### MATERIAL FOR THIS EXERCISE

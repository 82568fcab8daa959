//! Prelude module for convenient imports

pub use crate::client::{
    ClientConfig, ClientStatus, ConnectionState, PendingReply, ReadConfigReply, Registration,
    RpcClient, WriteConfigReply,
};
pub use crate::codec::JsonFrameDecoder;
pub use crate::error::{IpcError, IpcResult};
pub use crate::protocol::{
    Command, DeviceInfo, Event, EventType, Inbound, RawInbound, Request, Response,
    ResponseBody, TransportKind,
};
pub use crate::registry::{Device, DeviceRegistry, DeviceUpdate, ListenerId};
pub use crate::transport::{
    TcpTransport, Transport, TransportBuilder, TransportConfig, TransportEvent,
};
pub use crate::{DEFAULT_API_KEY, DEFAULT_SERVICE_ADDRESS, DEFAULT_SERVICE_PORT};
pub use boardpilot_codec::{ConfigField, DateTimeValue, FieldValue, KeyDef, TrackpadRegisters};
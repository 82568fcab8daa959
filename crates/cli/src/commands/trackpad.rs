//! Trackpad register commands

use anyhow::Result;
use boardpilot_codec::TrackpadRegisters;

use crate::client::BoardClient;
use crate::commands::{Context, TrackpadCommands};
use crate::error::CliError;
use crate::output;

pub async fn execute(cmd: &TrackpadCommands, ctx: &Context) -> Result<()> {
    if let TrackpadCommands::Set { register, .. } = cmd {
        if !TrackpadRegisters::REGISTER_NAMES.contains(&register.as_str()) {
            return Err(CliError::ValidationError(format!(
                "unknown register '{register}', expected one of: {}",
                TrackpadRegisters::REGISTER_NAMES.join(", ")
            ))
            .into());
        }
    }

    let client = BoardClient::connect(&ctx.config).await?;
    let result = run(&client, cmd, ctx).await;
    client.close();
    result
}

async fn run(client: &BoardClient, cmd: &TrackpadCommands, ctx: &Context) -> Result<()> {
    let device = client.resolve_device(ctx.device(), &ctx.config)?;
    let rpc = client.rpc();

    match cmd {
        TrackpadCommands::Show => {
            let regs = rpc
                .read_trackpad_registers(&device)
                .await
                .map_err(CliError::from)?;
            output::print_trackpad(&regs, ctx.json);
        }
        TrackpadCommands::Set {
            register,
            value,
            no_save,
        } => {
            let mut regs = rpc
                .read_trackpad_registers(&device)
                .await
                .map_err(CliError::from)?;
            match regs.set_by_name(register, *value) {
                Some(Ok(())) => {}
                Some(Err(e)) => return Err(CliError::ValidationError(e.to_string()).into()),
                None => {
                    return Err(
                        CliError::ValidationError(format!("unknown register '{register}'")).into(),
                    );
                }
            }
            rpc.write_trackpad_registers(&device, &regs, !no_save)
                .await
                .map_err(CliError::from)?;
            output::print_success(&format!("Set {register} to {value}"), ctx.json);
        }
        TrackpadCommands::Defaults { no_save } => {
            rpc.write_trackpad_registers(&device, &TrackpadRegisters::default(), !no_save)
                .await
                .map_err(CliError::from)?;
            output::print_success("Restored default trackpad registers", ctx.json);
        }
    }
    Ok(())
}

######

→ WORK TO BE COMPLETED: Write out the whole listing again. Match it word for word.

→ ANSWER TO THIS EXERCISE:
repository 82568fcab8daa959
//! Prelude module for convenient imports

pub use crate::client::{
    ClientConfig, ClientStatus, ConnectionState, PendingReply, ReadConfigReply, Registration,
    RpcClient, WriteConfigReply,
};
pub use crate::codec::JsonFrameDecoder;
pub use crate::error::{IpcError, IpcResult};
pub use crate::protocol::{
    Command, DeviceInfo, Event, EventType, Inbound, RawInbound, Request, Response,
    ResponseBody, TransportKind,
};
pub use crate::registry::{Device, DeviceRegistry, DeviceUpdate, ListenerId};
pub use crate::transport::{
    TcpTransport, Transport, TransportBuilder, TransportConfig, TransportEvent,
};
pub use crate::{DEFAULT_API_KEY, DEFAULT_SERVICE_ADDRESS, DEFAULT_SERVICE_PORT};
pub use boardpilot_codec::{ConfigField, DateTimeValue, FieldValue, KeyDef, TrackpadRegisters};
repository 82568fcab8daa959
filename crates/cli/src/commands/trackpad.rs
//! Trackpad register commands

use anyhow::Result;
use boardpilot_codec::TrackpadRegisters;

use crate::client::BoardClient;
use crate::commands::{Context, TrackpadCommands};
use crate::error::CliError;
use crate::output;

pub async fn execute(cmd: &TrackpadCommands, ctx: &Context) -> Result<()> {
    if let TrackpadCommands::Set { register, .. } = cmd {
        if !TrackpadRegisters::REGISTER_NAMES.contains(&register.as_str()) {
            return Err(CliError::ValidationError(format!(
                "unknown register '{register}', expected one of: {}",
                TrackpadRegisters::REGISTER_NAMES.join(", ")
            ))
            .into());
        }
    }

    let client = BoardClient::connect(&ctx.config).await?;
    let result = run(&client, cmd, ctx).await;
    client.close();
    result
}

async fn run(client: &BoardClient, cmd: &TrackpadCommands, ctx: &Context) -> Result<()> {
    let device = client.resolve_device(ctx.device(), &ctx.config)?;
    let rpc = client.rpc();

    match cmd {
        TrackpadCommands::Show => {
            let regs = rpc
                .read_trackpad_registers(&device)
                .await
                .map_err(CliError::from)?;
            output::print_trackpad(&regs, ctx.json);
        }
        TrackpadCommands::Set {
            register,
            value,
            no_save,
        } => {
            let mut regs = rpc
                .read_trackpad_registers(&device)
                .await
                .map_err(CliError::from)?;
            match regs.set_by_name(register, *value) {
                Some(Ok(())) => {}
                Some(Err(e)) => return Err(CliError::ValidationError(e.to_string()).into()),
                None => {
                    return Err(
                        CliError::ValidationError(format!("unknown register '{register}'")).into(),
                    );
                }
            }
            rpc.write_trackpad_registers(&device, &regs, !no_save)
                .await
                .map_err(CliError::from)?;
            output::print_success(&format!("Set {register} to {value}"), ctx.json);
        }
        TrackpadCommands::Defaults { no_save } => {
            rpc.write_trackpad_registers(&device, &TrackpadRegisters::default(), !no_save)
                .await
                .map_err(CliError::from)?;
            output::print_success("Restored default trackpad registers", ctx.json);
        }
    }
    Ok(())
}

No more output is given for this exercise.